#### The data:
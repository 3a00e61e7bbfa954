// ABOUTME: Host-facing session for one persisted key: load, autosave, flush, backups and restore.
// ABOUTME: Explicitly opened and closed; the autosave scheduler only starts once loading has finished.

use std::sync::Arc;

use hearth_core::{KeySpace, SaveStatus, decode, is_valid_part};
use hearth_store::{
    BackupEntry, BackupError, BackupManager, BackupReason, ChangeBus, ContextId, DefaultReason,
    DurableStore, LoadOutcome, LoadSource, MemoryStore, ObservedStore, SnapshotLoader,
};
use serde_json::Value;
use thiserror::Error;
use tokio::sync::{broadcast, watch};
use ulid::Ulid;

use crate::config::SessionConfig;
use crate::notifier::{CrossContextNotifier, ExternalChange};
use crate::scheduler::{self, AutoSaveHandle, Flushed, SaveError, SchedulerState, SnapshotWriter};

/// Errors returned by session operations.
#[derive(Debug, Error)]
pub enum SessionError {
    #[error("session has not been loaded")]
    NotLoaded,

    #[error("session is already loaded")]
    AlreadyLoaded,

    #[error("{0} is not a backup of this session's key")]
    ForeignBackup(String),

    #[error("nothing is stored under {0}")]
    NothingStored(String),

    #[error("invalid session config: {0}")]
    InvalidConfig(String),

    #[error("backup error: {0}")]
    Backup(#[from] BackupError),

    #[error("save error: {0}")]
    Save(#[from] SaveError),
}

/// Whether writes reach the real medium.
#[derive(Debug, Clone, Copy, PartialEq, Eq)]
pub enum StorageMode {
    Durable,
    /// The medium failed its probe, or stored state could not be read at
    /// load. State lives only as long as the process.
    MemoryOnly,
}

struct Active {
    outcome: LoadOutcome,
    autosave: AutoSaveHandle,
    notifier: Option<CrossContextNotifier>,
}

/// One application key on one medium.
pub struct Session {
    config: SessionConfig,
    backups: BackupManager,
    bus: ChangeBus,
    context: ContextId,
    mode: StorageMode,
    active: Option<Active>,
}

#### What to produce:
The expected result is every line above containing the string "medium".

#### Task answer:
/// Whether writes reach the real medium.
    /// The medium failed its probe, or stored state could not be read at
/// One application key on one medium.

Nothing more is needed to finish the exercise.